Чудесные знаки - Садур Нина (серия книг .TXT) 📗
Они пошли по бесконечному коридору, сворачивая, и сворачивая, и сворачивая в темноте.
— Почему так темно? — затревожился заика.
— Как почему? Коммуналка же? — напомнил Толян. — А мы и так все тут знаем.
Но и в комнате у Толяна было темно, только в углу горела слабенькая лампочка. Где-то далеко, как сквозь сон, зазвонил телефон.
— Мне ведь надо позвонить! — вспомнил заика.
— Позвонишь, — согласился Толян, — ты давай, ты садись поудобней. Сто ведь лет мы не виделись.
Они куда-то уселись. Напротив них вырисовывалось темное, пустое, без штор окно.
— Я у тебя ничего не помню, — сказал заика, тщетно озираясь в темноте. — Я у тебя правда давно не был.

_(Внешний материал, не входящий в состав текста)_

//! # BBRv2 Controller
//!
//! A four-state machine (Startup / Drain / ProbeBW / ProbeRTT) producing
//! `(cwnd, pacing_rate)` from each [`RateSample`] and from loss
//! notifications.
//!
//! Unlike [`crate::bbrv3::Bbrv3`], BBRv2 grows `cwnd` unconditionally
//! during Startup and sets `cwnd = bdp` on Drain entry — there is no
//! explicit full-pipe detection here. BBRv3 adds one; this asymmetry is
//! intentional.

use quanta::Instant;
use std::time::Duration;

use crate::sampler::RateSample;

const STARTUP_DURATION: Duration = Duration::from_secs(2);
const DRAIN_DURATION: Duration = Duration::from_millis(500);
const PROBE_BW_CYCLE_STEP: Duration = Duration::from_millis(300);
const PROBE_RTT_STALE_AFTER: Duration = Duration::from_secs(5);
const PROBE_RTT_DURATION: Duration = Duration::from_millis(200);
const PROBE_BW_GAINS: [f64; 4] = [1.25, 1.0, 0.75, 1.0];

/// BBR phase.
#[derive(Debug, Clone, Copy, PartialEq, Eq)]
pub enum Phase {
    Startup,
    Drain,
    ProbeBw,
    ProbeRtt,
}

impl Phase {
    pub fn name(&self) -> &'static str {
        match self {
            Phase::Startup => "Startup",
            Phase::Drain => "Drain",
            Phase::ProbeBw => "ProbeBW",
            Phase::ProbeRtt => "ProbeRTT",
        }
    }
}

/// The BBRv2 state machine for a single flow.
pub struct Bbrv2 {
    mtu: usize,
    phase: Phase,
    phase_start: Instant,
    cwnd: f64,
    pacing: f64,
    bw: f64,
    min_rtt: Duration,
    min_rtt_stamp: Instant,
    cycle_idx: usize,
    cycle_start: Instant,
}

impl Bbrv2 {
    pub fn new(mtu: usize, initial_cwnd: f64, now: Instant) -> Self {
        Bbrv2 {
            mtu,
            phase: Phase::Startup,
            phase_start: now,
            cwnd: initial_cwnd,
            pacing: 0.0,
            bw: 0.0,
            min_rtt: Duration::ZERO,
            min_rtt_stamp: now,
            cycle_idx: 0,
            cycle_start: now,
        }
    }

    pub fn phase(&self) -> Phase {
        self.phase
    }

    pub fn cwnd(&self) -> f64 {
        self.cwnd
    }

    pub fn pacing(&self) -> f64 {
        self.pacing
    }

    pub fn bandwidth_bps(&self) -> f64 {
        self.bw
    }

    pub fn min_rtt(&self) -> Duration {
        self.min_rtt
    }

    fn bdp(&self) -> f64 {
        if self.min_rtt.is_zero() {
            self.cwnd
        } else {
            self.bw * self.min_rtt.as_secs_f64()
        }
    }

    /// Feed a rate sample and RTT measurement, returning the new
    /// `(cwnd, pacing)`. A degenerate ACK carrying no acknowledged bytes
    /// and no RTT measurement is a no-op — it changes neither phase,
    /// cwnd, nor pacing.
    pub fn on_ack(&mut self, now: Instant, sample: &RateSample, rtt: Duration) -> (f64, f64) {
        if sample.bytes_acked == 0 && rtt.is_zero() {
            return (self.cwnd, self.pacing);
        }

        if !sample.is_app_limited {
            let candidate = sample.bandwidth_bps();
            if candidate > self.bw {
                self.bw = candidate;
            }
        }

        if !rtt.is_zero() && (self.min_rtt.is_zero() || rtt < self.min_rtt) {
            self.min_rtt = rtt;
            self.min_rtt_stamp = now;
        }

        match self.phase {
            Phase::Startup => {
                self.cwnd += sample.bytes_acked.max(1) as f64;
                self.pacing = 2.0 * self.bw;
                if now.saturating_duration_since(self.phase_start) >= STARTUP_DURATION {
                    self.phase = Phase::Drain;
                    self.phase_start = now;
                    self.cwnd = self.bdp();
                    self.pacing = 0.5 * self.bw;
                }
            }
            Phase::Drain => {
                self.cwnd = self.bdp();
                self.pacing = 0.5 * self.bw;
                if now.saturating_duration_since(self.phase_start) >= DRAIN_DURATION {
                    self.phase = Phase::ProbeBw;
                    self.phase_start = now;
                    self.cycle_idx = 0;
                    self.cycle_start = now;
                }
            }
            Phase::ProbeBw => {
                if now.saturating_duration_since(self.cycle_start) >= PROBE_BW_CYCLE_STEP {
                    self.cycle_idx = (self.cycle_idx + 1) % PROBE_BW_GAINS.len();
                    self.cycle_start = now;
                }
                let gain = PROBE_BW_GAINS[self.cycle_idx];
                self.cwnd = gain * self.bdp();
                self.pacing = gain * self.bw;
                if now.saturating_duration_since(self.min_rtt_stamp) > PROBE_RTT_STALE_AFTER {
                    self.phase = Phase::ProbeRtt;
                    self.phase_start = now;
                }
            }
            Phase::ProbeRtt => {
                self.cwnd = 0.5 * self.bdp();
                self.pacing = 0.5 * self.bw;
                if now.saturating_duration_since(self.phase_start) >= PROBE_RTT_DURATION {
                    self.phase = Phase::ProbeBw;
                    self.phase_start = now;
                    self.cycle_idx = 0;
                    self.cycle_start = now;
                }
            }
        }

        self.normalize();
        (self.cwnd, self.pacing)
    }

    /// Cut `cwnd` by 30% (floored at 2·MTU) on a loss notification. Pacing
    /// is left unchanged.
    pub fn on_loss(&mut self) {
        self.cwnd = (0.7 * self.cwnd).max(2.0 * self.mtu as f64);
    }

    fn normalize(&mut self) {
        self.cwnd = self.cwnd.max(2.0 * self.mtu as f64);
        if self.pacing <= 0.0 && !self.min_rtt.is_zero() {
            self.pacing = self.cwnd / self.min_rtt.as_secs_f64();
        }
    }
}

— Ой, ну, Лешка, ты дико смешной! От тебя умереть можно от смеха! Ты как скажешь, так скажешь!
— Что я такого сказал? — удивился заика.
— Ты у меня вообще никогда не был! — захохотал Толян.
— Как никогда? — поразился заика. — А как я тебя нашел?
— Да, как? — переспросил Толян.
— Я был в пивной, я пи-ил пиво.
— В «Яме»? — быстро спросил Толян, интересуясь.
— Да-а-а… потом вылез, а мне надо-о-о по-звонить, а же-етона нету. А ты-ы рядом…
— Это козе понятно! — обрадовался Толян. — Мы ж с тобой и с Димкой все время в «Яму» ходили! Я ж сам тебе и показал, где живу!
— Точно! — крикнул Алешка. — Я вспомнил!
— Я ж тебе даже окна показывал! Вспомнил теперь?!
— Вспомнил! Я вспомнил! Толян, а как тебе Димка?
— Что как? — не понял Толян.
— Как он тебе, Димка-то? Откуда он взялся?
Толян помолчал. А потом снова захохотал.
— Ты как скажешь, Алешка! Ну ты даешь!
— Да! Откуда?!
— А мы все откуда взялись? А что так темно-то? Давай свет зажгем?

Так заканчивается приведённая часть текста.